■ **Exercise objective**:
Collect all lines below with the string "models".

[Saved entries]
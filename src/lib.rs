#![allow(clippy::multiple_crate_versions)]

pub mod config;
pub mod error;
pub mod models;
pub mod response;

pub use error::{ErrorKind, Result, VaultError};
pub use models::{DownloadEvent, DownloadStatus, ModelInfo, ModelManager};
pub use response::Response;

■ **Answer section**:
pub mod models;
pub use models::{DownloadEvent, DownloadStatus, ModelInfo, ModelManager};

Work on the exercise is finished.